At September 25, 1999, the Company had pledged assets with a
net book value of $397,713 as security for long-term debt.

The Company has both short-term lines of credit and long-
term credit facilities with various banks throughout the world.
The short-term credit lines are principally demand lines and
subject to revision by the banks.
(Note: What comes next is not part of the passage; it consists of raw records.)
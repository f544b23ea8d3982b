//! Configuration management

use serde::{Deserialize, Serialize};

use crate::constants::{DEFAULT_STORE_ENDPOINT, DEFAULT_STORE_TIMEOUT_SECS};
use crate::types::{PlanTier, RetentionPolicy};

/// Application configuration
#[derive(Debug, Clone, PartialEq, Eq, Default, Serialize, Deserialize)]
pub struct Config {
    #[serde(default)]
    pub store: StoreConfig,
    #[serde(default)]
    pub reporting: ReportingConfig,
    #[serde(default)]
    pub logging: LoggingConfig,
}

/// Remote GraphQL data store
#[derive(Debug, Clone, PartialEq, Eq, Serialize, Deserialize)]
pub struct StoreConfig {
    pub endpoint: String,
    #[serde(default, skip_serializing)]
    pub admin_secret: Option<String>,
    #[serde(default = "default_timeout_secs")]
    pub timeout_secs: u64,
    #[serde(default = "default_max_attempts")]
    pub max_attempts: usize,
}

fn default_timeout_secs() -> u64 {
    DEFAULT_STORE_TIMEOUT_SECS
}

fn default_max_attempts() -> usize {
    3
}

impl Default for StoreConfig {
    fn default() -> Self {
        Self {
            endpoint: DEFAULT_STORE_ENDPOINT.to_string(),
            admin_secret: None,
            timeout_secs: default_timeout_secs(),
            max_attempts: default_max_attempts(),
        }
    }
}

/// Report engine defaults
#[derive(Debug, Clone, PartialEq, Eq, Serialize, Deserialize)]
pub struct ReportingConfig {
    /// Minutes east of UTC used when a request carries no offset.
    #[serde(default)]
    pub default_tz_offset_minutes: i32,
    /// Tier assumed for teams without a subscription on record.
    #[serde(default = "default_plan")]
    pub default_plan: PlanTier,
    #[serde(default)]
    pub retention: RetentionPolicy,
}

fn default_plan() -> PlanTier {
    PlanTier::Free
}

impl Default for ReportingConfig {
    fn default() -> Self {
        Self {
            default_tz_offset_minutes: 0,
            default_plan: default_plan(),
            retention: RetentionPolicy::default(),
        }
    }
}

/// Tracing subscriber settings
#[derive(Debug, Clone, PartialEq, Eq, Serialize, Deserialize)]
pub struct LoggingConfig {
    /// `EnvFilter` directive, e.g. `info` or `wobbly_core=debug`.
    #[serde(default = "default_level")]
    pub level: String,
    #[serde(default)]
    pub json: bool,
}

fn default_level() -> String {
    "info".to_string()
}

impl Default for LoggingConfig {
    fn default() -> Self {
        Self { level: default_level(), json: false }
    }
}
//! Report service - fetch, resolve plan, assemble

use std::sync::Arc;

use tokio_util::sync::CancellationToken;
use tracing::{debug, instrument};
use wobbly_domain::{
    PlanTier, Report, ReportWindow, ReportingConfig, Result, RetentionPolicy, TimerFilter,
    TimerRecord, WobblyError,
};

use super::assembler::ReportAssembler;
use super::plan_floor::PlanDateFloor;
use super::ports::{PlanResolver, TimerFetcher};
use crate::clock::{Clock, SystemClock};

/// What to report on.
#[derive(Debug, Clone, PartialEq, Eq)]
pub struct ReportRequest {
    pub team_id: String,
    /// Restrict to these users; empty means the whole team.
    pub user_emails: Vec<String>,
    /// Restrict to these projects; empty means every project.
    pub project_names: Vec<String>,
    pub window: ReportWindow,
    /// Minutes east of UTC for day boundaries; the configured default when `None`.
    pub tz_offset_minutes: Option<i32>,
}

impl ReportRequest {
    pub fn new(team_id: impl Into<String>, window: ReportWindow) -> Self {
        Self {
            team_id: team_id.into(),
            user_emails: Vec::new(),
            project_names: Vec::new(),
            window,
            tz_offset_minutes: None,
        }
    }

    pub fn with_user_emails<I, S>(mut self, emails: I) -> Self
    where
        I: IntoIterator<Item = S>,
        S: Into<String>,
    {
        self.user_emails = emails.into_iter().map(Into::into).collect();
        self
    }

    pub fn with_project_names<I, S>(mut self, names: I) -> Self
    where
        I: IntoIterator<Item = S>,
        S: Into<String>,
    {
        self.project_names = names.into_iter().map(Into::into).collect();
        self
    }

    pub fn with_tz_offset(mut self, minutes: i32) -> Self {
        self.tz_offset_minutes = Some(minutes);
        self
    }

    fn filter(&self) -> TimerFilter {
        TimerFilter::for_team(&self.team_id)
            .user_emails(self.user_emails.iter().cloned())
            .projects(self.project_names.iter().cloned())
            .overlapping(self.window)
    }
}

/// Report service
pub struct ReportService {
    fetcher: Arc<dyn TimerFetcher>,
    plans: Arc<dyn PlanResolver>,
    clock: Arc<dyn Clock>,
    retention: RetentionPolicy,
    default_tz_offset_minutes: i32,
}

impl ReportService {
    /// Create a new report service reading "now" from the system clock
    pub fn new(
        fetcher: Arc<dyn TimerFetcher>,
        plans: Arc<dyn PlanResolver>,
        config: &ReportingConfig,
    ) -> Self {
        Self {
            fetcher,
            plans,
            clock: Arc::new(SystemClock),
            retention: config.retention.clone(),
            default_tz_offset_minutes: config.default_tz_offset_minutes,
        }
    }

    /// Replace the clock used for plan retention floors
    pub fn with_clock(mut self, clock: Arc<dyn Clock>) -> Self {
        self.clock = clock;
        self
    }

    /// Per-day team report.
    #[instrument(skip(self, request), fields(team_id = %request.team_id))]
    pub async fn team_report(&self, request: &ReportRequest) -> Result<Report> {
        let (records, plan) = self.load(request).await?;
        self.assembler().assemble(&records, &request.window, self.offset_for(request), plan)
    }

    /// [`team_report`](Self::team_report) that stops early once `token` is
    /// cancelled.
    #[instrument(skip(self, request, token), fields(team_id = %request.team_id))]
    pub async fn team_report_cancellable(
        &self,
        request: &ReportRequest,
        token: &CancellationToken,
    ) -> Result<Report> {
        ensure_live(token)?;
        let (records, plan) = self.load(request).await?;
        ensure_live(token)?;

        self.assembler().build_report_cancellable(
            &records,
            &request.window,
            self.offset_for(request),
            plan,
            token,
        )
    }

    /// Single project or user report: clipped to the window but not split
    /// into days.
    #[instrument(skip(self, request), fields(team_id = %request.team_id))]
    pub async fn entity_report(&self, request: &ReportRequest) -> Result<Report> {
        let (records, plan) = self.load(request).await?;
        Ok(self.assembler().build_entity_report(&records, &request.window, plan))
    }

    async fn load(&self, request: &ReportRequest) -> Result<(Vec<TimerRecord>, PlanTier)> {
        let plan = self.plans.resolve_plan_tier(&request.team_id).await?;
        let records = self.fetcher.fetch_intervals(&request.filter()).await?;
        debug!(plan = %plan, records = records.len(), "Loaded report input");
        Ok((records, plan))
    }

    fn assembler(&self) -> ReportAssembler {
        ReportAssembler::new(PlanDateFloor::new(self.retention.clone(), self.clock.now()))
    }

    fn offset_for(&self, request: &ReportRequest) -> i32 {
        request.tz_offset_minutes.unwrap_or(self.default_tz_offset_minutes)
    }
}

fn ensure_live(token: &CancellationToken) -> Result<()> {
    if token.is_cancelled() {
        return Err(WobblyError::Cancelled("report request cancelled".to_string()));
    }
    Ok(())
}
//! Report assembly pipeline
//!
//! floor the window -> clip each record -> build day periods -> split.
//! Pure: no I/O, no shared state, safe to run concurrently.

use tokio_util::sync::CancellationToken;
use tracing::debug;
use wobbly_domain::{
    Fragment, PlanTier, Report, ReportWindow, Result, TimeInterval, TimerRecord, WobblyError,
};

use super::clipper::WindowClipper;
use super::periods::PeriodSplitter;
use super::plan_floor::PlanDateFloor;

/// Builds fragments from raw records for one plan floor.
#[derive(Debug, Clone)]
pub struct ReportAssembler {
    floor: PlanDateFloor,
}

impl ReportAssembler {
    pub fn new(floor: PlanDateFloor) -> Self {
        Self { floor }
    }

    pub fn floor(&self) -> &PlanDateFloor {
        &self.floor
    }

    /// Full report: effective window, its day periods and the fragments.
    pub fn assemble(
        &self,
        raw: &[TimerRecord],
        requested: &ReportWindow,
        offset_minutes: i32,
        plan: PlanTier,
    ) -> Result<Report> {
        self.run(raw, requested, offset_minutes, plan, None)
    }

    /// Per-day fragments of `raw` inside `requested` as seen by `plan`.
    ///
    /// Fragments follow input order, then period order. Records entirely
    /// outside the effective window are dropped.
    pub fn build_report(
        &self,
        raw: &[TimerRecord],
        requested: &ReportWindow,
        offset_minutes: i32,
        plan: PlanTier,
    ) -> Result<Vec<Fragment>> {
        Ok(self.assemble(raw, requested, offset_minutes, plan)?.fragments)
    }

    /// [`build_report`](Self::build_report) that gives up between records once
    /// `token` is cancelled.
    pub fn build_report_cancellable(
        &self,
        raw: &[TimerRecord],
        requested: &ReportWindow,
        offset_minutes: i32,
        plan: PlanTier,
        token: &CancellationToken,
    ) -> Result<Report> {
        self.run(raw, requested, offset_minutes, plan, Some(token))
    }

    /// Same pipeline over bare intervals; fragments carry no source.
    pub fn build_interval_report(
        &self,
        raw: &[TimeInterval],
        requested: &ReportWindow,
        offset_minutes: i32,
        plan: PlanTier,
    ) -> Result<Vec<Fragment>> {
        let window = self.floor.effective_window(requested, plan);
        let periods = PeriodSplitter.build_periods(&window, offset_minutes)?;

        let clipped: Vec<TimeInterval> =
            raw.iter().filter_map(|interval| WindowClipper.clip(interval, &window)).collect();

        Ok(PeriodSplitter.split_intervals(&clipped, &periods))
    }

    /// Clip-only report for a single project or user: one fragment per
    /// record, no day splitting.
    pub fn build_entity_report(
        &self,
        raw: &[TimerRecord],
        requested: &ReportWindow,
        plan: PlanTier,
    ) -> Report {
        let window = self.floor.effective_window(requested, plan);
        let fragments: Vec<Fragment> = raw
            .iter()
            .filter_map(|record| WindowClipper.clip_record(record, &window))
            .map(|record| Fragment::new(record.interval, Some((&record).into())))
            .collect();

        debug!(records = raw.len(), fragments = fragments.len(), "Assembled entity report");

        Report { window, periods: Vec::new(), fragments }
    }

    fn run(
        &self,
        raw: &[TimerRecord],
        requested: &ReportWindow,
        offset_minutes: i32,
        plan: PlanTier,
        token: Option<&CancellationToken>,
    ) -> Result<Report> {
        let window = self.floor.effective_window(requested, plan);
        let periods = PeriodSplitter.build_periods(&window, offset_minutes)?;
        if window.is_empty() {
            debug!(plan = %plan, "Effective window is empty after plan floor");
            return Ok(Report::empty(window));
        }

        let mut fragments = Vec::with_capacity(raw.len());
        let mut dropped = 0usize;
        for record in raw {
            if token.is_some_and(CancellationToken::is_cancelled) {
                return Err(WobblyError::Cancelled("report assembly cancelled".to_string()));
            }
            match WindowClipper.clip_record(record, &window) {
                Some(clipped) => PeriodSplitter.split_record_into(&clipped, &periods, &mut fragments),
                None => dropped += 1,
            }
        }

        debug!(
            records = raw.len(),
            dropped,
            periods = periods.len(),
            fragments = fragments.len(),
            "Assembled report"
        );

        Ok(Report { window, periods, fragments })
    }
}
//! Domain types and models

pub mod filter;
pub mod interval;
pub mod plan;
pub mod report;
pub mod timer;

pub use filter::{Pagination, SearchTerm, SortOrder, TimerFilter};
pub use interval::TimeInterval;
pub use plan::{PlanTier, RetentionPolicy, RetentionRule};
pub use report::{
    Fragment, FragmentSource, PeriodTotal, Report, ReportSummary, ReportWindow, SubPeriod,
};
pub use timer::{SyncStatus, TimerRecord};
//! User timer list service

use std::sync::Arc;

use tracing::{debug, instrument};
use wobbly_domain::{
    Pagination, ReportWindow, ReportingConfig, Result, RetentionPolicy, SearchTerm, SortOrder,
    TimerFilter, TimerRecord,
};

use crate::clock::{Clock, SystemClock};
use crate::reporting::plan_floor::PlanDateFloor;
use crate::reporting::ports::{PlanResolver, TimerFetcher};

/// One page of a user's timers, optionally narrowed.
#[derive(Debug, Clone, PartialEq, Eq)]
pub struct TimerListQuery {
    pub pagination: Pagination,
    /// Only timers whose start lies inside this window.
    pub started_within: Option<ReportWindow>,
    pub search: Option<SearchTerm>,
}

impl TimerListQuery {
    pub fn new(pagination: Pagination) -> Self {
        Self { pagination, started_within: None, search: None }
    }

    pub fn started_within(mut self, window: ReportWindow) -> Self {
        self.started_within = Some(window);
        self
    }

    /// Title search; blank input clears it.
    pub fn search(mut self, raw: &str) -> Self {
        self.search = SearchTerm::new(raw);
        self
    }
}

/// Timer list service
pub struct TimerListService {
    fetcher: Arc<dyn TimerFetcher>,
    plans: Arc<dyn PlanResolver>,
    clock: Arc<dyn Clock>,
    retention: RetentionPolicy,
}

impl TimerListService {
    pub fn new(
        fetcher: Arc<dyn TimerFetcher>,
        plans: Arc<dyn PlanResolver>,
        config: &ReportingConfig,
    ) -> Self {
        Self { fetcher, plans, clock: Arc::new(SystemClock), retention: config.retention.clone() }
    }

    pub fn with_clock(mut self, clock: Arc<dyn Clock>) -> Self {
        self.clock = clock;
        self
    }

    /// Newest-first page of `user_id`'s timers in `team_id`.
    ///
    /// Timers started before the team plan's retention floor are hidden.
    #[instrument(skip(self, query), fields(page = query.pagination.page()))]
    pub async fn list_user_timers(
        &self,
        user_id: &str,
        team_id: &str,
        query: &TimerListQuery,
    ) -> Result<Vec<TimerRecord>> {
        let plan = self.plans.resolve_plan_tier(team_id).await?;
        let floor = PlanDateFloor::new(self.retention.clone(), self.clock.now()).floor_for(plan);

        let mut filter = TimerFilter::for_team(team_id)
            .user(user_id)
            .search(query.search.clone())
            .paginate(query.pagination)
            .order(SortOrder::StartDescending);
        if let Some(window) = query.started_within {
            filter = filter.started_within(window);
        }
        if let Some(floor) = floor {
            filter = filter.started_after(floor);
        }

        let timers = self.fetcher.fetch_intervals(&filter).await?;
        debug!(plan = %plan, timers = timers.len(), "Listed user timers");
        Ok(timers)
    }
}
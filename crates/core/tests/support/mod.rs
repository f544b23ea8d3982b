//! Shared test helpers for `wobbly-core` integration tests.
//!
//! In-memory port mocks plus timestamp and record fixtures, so tests read as
//! scenarios rather than setup.

#![allow(dead_code)]

pub mod fixtures;
pub mod repositories;
//! Subscription plans and their history-retention rules

use chrono::{DateTime, Duration, Utc};
use serde::{Deserialize, Serialize};

use crate::constants::{BASIC_RETENTION_DAYS, FREE_RETENTION_DAYS, PRO_RETENTION_DAYS};
use crate::impl_wire_name_conversions;

/// Subscription tier of a team, parsed from the billing plan name.
#[derive(Debug, Clone, Copy, PartialEq, Eq, Hash, Serialize, Deserialize)]
#[serde(rename_all = "snake_case")]
pub enum PlanTier {
    Free,
    Basic,
    Pro,
    Unlimited,
}

impl_wire_name_conversions!(PlanTier {
    Free => "free" | "trial",
    Basic => "basic" | "starter",
    Pro => "pro" | "professional",
    Unlimited => "unlimited" | "team" | "enterprise",
});

/// How far back a plan may see recorded time.
#[derive(Debug, Clone, Copy, PartialEq, Eq, Serialize, Deserialize)]
#[serde(tag = "kind", rename_all = "snake_case")]
pub enum RetentionRule {
    /// Full history.
    Unrestricted,
    /// Nothing before a fixed instant.
    Since { floor: DateTime<Utc> },
    /// Nothing older than `days` before the reference time.
    LookbackDays { days: u32 },
}

impl RetentionRule {
    /// Oldest visible instant relative to `now`, `None` when unrestricted.
    ///
    /// A look-back reaching past the earliest representable instant keeps
    /// the whole history.
    pub fn floor(&self, now: DateTime<Utc>) -> Option<DateTime<Utc>> {
        match self {
            Self::Unrestricted => None,
            Self::Since { floor } => Some(*floor),
            Self::LookbackDays { days } => Some(
                now.checked_sub_signed(Duration::days(i64::from(*days)))
                    .unwrap_or(DateTime::<Utc>::MIN_UTC),
            ),
        }
    }
}

/// Retention rule for every plan tier.
#[derive(Debug, Clone, PartialEq, Eq, Serialize, Deserialize)]
pub struct RetentionPolicy {
    pub free: RetentionRule,
    pub basic: RetentionRule,
    pub pro: RetentionRule,
    pub unlimited: RetentionRule,
}

impl RetentionPolicy {
    pub fn rule_for(&self, plan: PlanTier) -> RetentionRule {
        match plan {
            PlanTier::Free => self.free,
            PlanTier::Basic => self.basic,
            PlanTier::Pro => self.pro,
            PlanTier::Unlimited => self.unlimited,
        }
    }

    /// Policy that never restricts any plan.
    pub fn unrestricted() -> Self {
        Self {
            free: RetentionRule::Unrestricted,
            basic: RetentionRule::Unrestricted,
            pro: RetentionRule::Unrestricted,
            unlimited: RetentionRule::Unrestricted,
        }
    }
}

impl Default for RetentionPolicy {
    fn default() -> Self {
        Self {
            free: RetentionRule::LookbackDays { days: FREE_RETENTION_DAYS },
            basic: RetentionRule::LookbackDays { days: BASIC_RETENTION_DAYS },
            pro: RetentionRule::LookbackDays { days: PRO_RETENTION_DAYS },
            unlimited: RetentionRule::Unrestricted,
        }
    }
}
//! # Wobbly Infrastructure
//!
//! Infrastructure implementations of core domain ports.
//!
//! This crate contains:
//! - GraphQL store adapters (timers, team plans) over `reqwest`
//! - Configuration loading from environment and files
//! - Tracing subscriber bootstrap
//!
//! ## Architecture
//! - Implements traits defined in `wobbly-core`
//! - Contains all "impure" code (network, filesystem, process env)

pub mod config;
pub mod errors;
pub mod graphql;
pub mod observability;

// Re-export commonly used items
pub use errors::InfraError;
pub use graphql::{GraphqlClient, GraphqlPlanResolver, GraphqlTimerRepository};
pub use observability::init_tracing;
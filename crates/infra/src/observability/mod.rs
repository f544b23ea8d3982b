//! Observability bootstrap
//!
//! Installs the global `tracing` subscriber used by every crate.

pub mod logging;

pub use logging::init_tracing;
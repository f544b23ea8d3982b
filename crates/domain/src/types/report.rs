//! Report windows, day periods and the fragments a report is made of

use chrono::{DateTime, Duration, Utc};
use serde::{Deserialize, Serialize};

use super::interval::TimeInterval;
use super::timer::{SyncStatus, TimerRecord};
use crate::errors::{Result, WobblyError};

/// Closed window `[start, end]` a report is requested for.
///
/// [`ReportWindow::new`] rejects `start > end`. The only way to obtain a
/// window with `end < start` is plan-floor application pushing the start past
/// the requested end; such a window is *empty* and yields no fragments.
#[derive(Debug, Clone, Copy, PartialEq, Eq, Serialize, Deserialize)]
pub struct ReportWindow {
    pub start: DateTime<Utc>,
    pub end: DateTime<Utc>,
}

impl ReportWindow {
    pub fn new(start: DateTime<Utc>, end: DateTime<Utc>) -> Result<Self> {
        if start > end {
            return Err(WobblyError::InvalidWindow(format!(
                "start {} is after end {}",
                start.to_rfc3339(),
                end.to_rfc3339()
            )));
        }
        Ok(Self { start, end })
    }

    pub fn is_empty(&self) -> bool {
        self.end < self.start
    }

    /// Same window with the start raised to `floor` when the floor is later.
    ///
    /// Raising past `end` produces an empty window.
    pub fn floored(&self, floor: DateTime<Utc>) -> Self {
        if floor <= self.start {
            *self
        } else {
            Self { start: floor, end: self.end }
        }
    }

    /// Window as an interval, `None` when empty.
    pub fn as_interval(&self) -> Option<TimeInterval> {
        (!self.is_empty()).then_some(TimeInterval { start: self.start, end: self.end })
    }
}

/// One calendar-day bucket, half-open `[start, end)`.
#[derive(Debug, Clone, Copy, PartialEq, Eq, Hash, Serialize, Deserialize)]
pub struct SubPeriod {
    pub start: DateTime<Utc>,
    pub end: DateTime<Utc>,
}

impl SubPeriod {
    /// Half-open membership: `start <= instant < end`.
    pub fn contains(&self, instant: DateTime<Utc>) -> bool {
        self.start <= instant && instant < self.end
    }

    pub fn as_interval(&self) -> TimeInterval {
        TimeInterval { start: self.start, end: self.end }
    }
}

/// Identity and attributes of the timer a fragment was cut from.
#[derive(Debug, Clone, PartialEq, Eq, Serialize, Deserialize)]
pub struct FragmentSource {
    pub timer_id: String,
    pub user_id: String,
    pub project_id: String,
    pub issue: String,
    pub sync_status: SyncStatus,
    #[serde(default, skip_serializing_if = "Option::is_none")]
    pub project_name: Option<String>,
    #[serde(default, skip_serializing_if = "Option::is_none")]
    pub user_email: Option<String>,
}

impl From<&TimerRecord> for FragmentSource {
    fn from(record: &TimerRecord) -> Self {
        Self {
            timer_id: record.id.clone(),
            user_id: record.user_id.clone(),
            project_id: record.project_id.clone(),
            issue: record.issue_label().to_string(),
            sync_status: record.sync_status,
            project_name: record.project_name.clone(),
            user_email: record.user_email.clone(),
        }
    }
}

/// Portion of one timer that falls inside one sub-period.
#[derive(Debug, Clone, PartialEq, Eq, Serialize, Deserialize)]
pub struct Fragment {
    pub start: DateTime<Utc>,
    pub end: DateTime<Utc>,
    #[serde(default, skip_serializing_if = "Option::is_none")]
    pub source: Option<FragmentSource>,
}

impl Fragment {
    pub fn new(interval: TimeInterval, source: Option<FragmentSource>) -> Self {
        Self { start: interval.start, end: interval.end, source }
    }

    pub fn interval(&self) -> TimeInterval {
        TimeInterval { start: self.start, end: self.end }
    }

    pub fn duration(&self) -> Duration {
        self.interval().duration()
    }
}

/// Tracked seconds inside one sub-period.
#[derive(Debug, Clone, Copy, PartialEq, Eq, Serialize, Deserialize)]
pub struct PeriodTotal {
    pub period: SubPeriod,
    pub seconds: i64,
}

/// Totals over a fragment list, per period and overall.
#[derive(Debug, Clone, PartialEq, Eq, Default, Serialize, Deserialize)]
pub struct ReportSummary {
    pub total_seconds: i64,
    pub per_period: Vec<PeriodTotal>,
}

/// Assembled report: the effective window, its day periods and the
/// fragments cut from the fetched timers.
#[derive(Debug, Clone, PartialEq, Eq, Serialize, Deserialize)]
pub struct Report {
    pub window: ReportWindow,
    pub periods: Vec<SubPeriod>,
    pub fragments: Vec<Fragment>,
}

impl Report {
    /// Report with nothing in it, for an empty effective window.
    pub fn empty(window: ReportWindow) -> Self {
        Self { window, periods: Vec::new(), fragments: Vec::new() }
    }

    /// Per-period and overall tracked seconds.
    ///
    /// A fragment is attributed to the period holding its start instant, so
    /// per-period totals always add up to `total_seconds`.
    pub fn summary(&self) -> ReportSummary {
        let mut per_period: Vec<PeriodTotal> =
            self.periods.iter().map(|period| PeriodTotal { period: *period, seconds: 0 }).collect();
        let mut total_seconds = 0;

        for fragment in &self.fragments {
            let seconds = fragment.duration().num_seconds();
            total_seconds += seconds;
            if let Some(slot) = per_period.iter_mut().find(|slot| slot.period.contains(fragment.start))
            {
                slot.seconds += seconds;
            }
        }

        ReportSummary { total_seconds, per_period }
    }
}
//! Error conversions from external crates into [`wobbly_domain::WobblyError`]

mod conversions;

pub use conversions::InfraError;
//! Plan retention folded into the report window

use chrono::{DateTime, Utc};
use wobbly_domain::{PlanTier, ReportWindow, RetentionPolicy};

/// Earliest visible instant per plan, evaluated at a fixed reference time.
#[derive(Debug, Clone, PartialEq, Eq)]
pub struct PlanDateFloor {
    policy: RetentionPolicy,
    as_of: DateTime<Utc>,
}

impl PlanDateFloor {
    pub fn new(policy: RetentionPolicy, as_of: DateTime<Utc>) -> Self {
        Self { policy, as_of }
    }

    /// Floor that never restricts anything.
    pub fn unrestricted() -> Self {
        Self::new(RetentionPolicy::unrestricted(), DateTime::<Utc>::MIN_UTC)
    }

    pub fn as_of(&self) -> DateTime<Utc> {
        self.as_of
    }

    /// Oldest instant `plan` may see, `None` for full history.
    pub fn floor_for(&self, plan: PlanTier) -> Option<DateTime<Utc>> {
        self.policy.rule_for(plan).floor(self.as_of)
    }

    /// `requested` with its start raised to the plan floor.
    ///
    /// A floor past `requested.end` yields an empty window.
    pub fn effective_window(&self, requested: &ReportWindow, plan: PlanTier) -> ReportWindow {
        match self.floor_for(plan) {
            Some(floor) => requested.floored(floor),
            None => *requested,
        }
    }
}
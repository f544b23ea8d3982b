//! Paged timer listing for a single user

pub mod service;

pub use service::{TimerListQuery, TimerListService};
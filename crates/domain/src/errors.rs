//! Error types used throughout the application

use serde::{Deserialize, Serialize};
use thiserror::Error;

/// Main error type for Wobbly
#[derive(Error, Debug, Clone, PartialEq, Eq, Serialize, Deserialize)]
#[serde(tag = "type", content = "message")]
pub enum WobblyError {
    #[error("Configuration error: {0}")]
    Config(String),

    #[error("Network error: {0}")]
    Network(String),

    /// The remote data store rejected or failed a request.
    #[error("Store error: {0}")]
    Store(String),

    #[error("Not found: {0}")]
    NotFound(String),

    #[error("Invalid input: {0}")]
    InvalidInput(String),

    /// Requested report window starts after it ends.
    #[error("Invalid report window: {0}")]
    InvalidWindow(String),

    #[error("Operation cancelled: {0}")]
    Cancelled(String),

    #[error("Internal error: {0}")]
    Internal(String),
}

impl WobblyError {
    /// Stable label suitable for logging fields and metrics.
    pub fn label(&self) -> &'static str {
        match self {
            Self::Config(_) => "config",
            Self::Network(_) => "network",
            Self::Store(_) => "store",
            Self::NotFound(_) => "not_found",
            Self::InvalidInput(_) => "invalid_input",
            Self::InvalidWindow(_) => "invalid_window",
            Self::Cancelled(_) => "cancelled",
            Self::Internal(_) => "internal",
        }
    }

    /// Whether retrying the same call could succeed.
    pub fn is_retryable(&self) -> bool {
        matches!(self, Self::Network(_) | Self::Store(_))
    }
}

/// Result type alias for Wobbly operations
pub type Result<T> = std::result::Result<T, WobblyError>;
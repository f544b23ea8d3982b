//! Application constants
//!
//! Centralized location for all domain-level constants used throughout the
//! application.

// Timer defaults
pub const DEFAULT_ISSUE: &str = "Untitled issue";

// Time zone offsets are minutes east of UTC; real zones stay within +-14h.
pub const MAX_TZ_OFFSET_MINUTES: i32 = 14 * 60;
pub const MINUTES_PER_DAY: i64 = 24 * 60;

// Plan retention defaults (days of history visible)
pub const FREE_RETENTION_DAYS: u32 = 30;
pub const BASIC_RETENTION_DAYS: u32 = 90;
pub const PRO_RETENTION_DAYS: u32 = 365;

// Data store defaults
pub const DEFAULT_STORE_ENDPOINT: &str = "http://localhost:8080/v1/graphql";
pub const DEFAULT_STORE_TIMEOUT_SECS: u64 = 30;
pub const ADMIN_SECRET_HEADER: &str = "x-hasura-admin-secret";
These short-term lines of
credit, along with $92,300 available on the Credit Facility,
provided credit availability of $105,888 at September 25, 1999.
Commitment fees are charged on some of these arrangements based
on a percentage of the unused amounts available and are not
material.

At September 25, 1999, the Company had $5,831 of notes
payable to banks at an average rate of 3.9%. During 1999, an
average of $6,086 in notes payable were outstanding at an average
interest rate of 4.9%.

See Note 13 for fair values of indebtedness and interest
rate swaps.


NOTE 7 - INCOME TAXES

The reconciliation of the provision for income taxes to the
amount computed by applying the U.S. federal statutory tax rate
to earnings before income taxes is as follows:
_________________________________________________________________
1999 1998 1997
_________________________________________________________________
Earnings before income taxes:
Domestic $ 22,184 $ 22,009 $ 16,310
Foreign 14,588 8,746 3,165
Eliminations (44) (882) 104
_________________________________________________________________
Total $ 36,728 $ 29,873 $ 19,579
_________________________________________________________________
Computed expected tax expense $ 12,855 $ 10,456 $ 6,657

Increase (decrease) in income taxes
resulting from:
Foreign tax rates 297 338 571
Nontaxable export sales (943) (800) (664)
State taxes net of federal benefit 403 501 302
Foreign tax credits (646) (145) (1,244)
Change in beginning of the year
valuation allowance 128 179 (77)
Other 203 76 428
_________________________________________________________________
Income taxes $ 12,297 $ 10,605 $ 5,973
_________________________________________________________________
Effective income tax rate 33.5% 35.5% 30.5%
_________________________________________________________________

At September 25, 1999, certain foreign subsidiaries had net
operating loss carryforwards totaling $12,852. These loss
carryforwards do not expire and can be used to reduce current
taxes otherwise due on future earnings of those subsidiaries.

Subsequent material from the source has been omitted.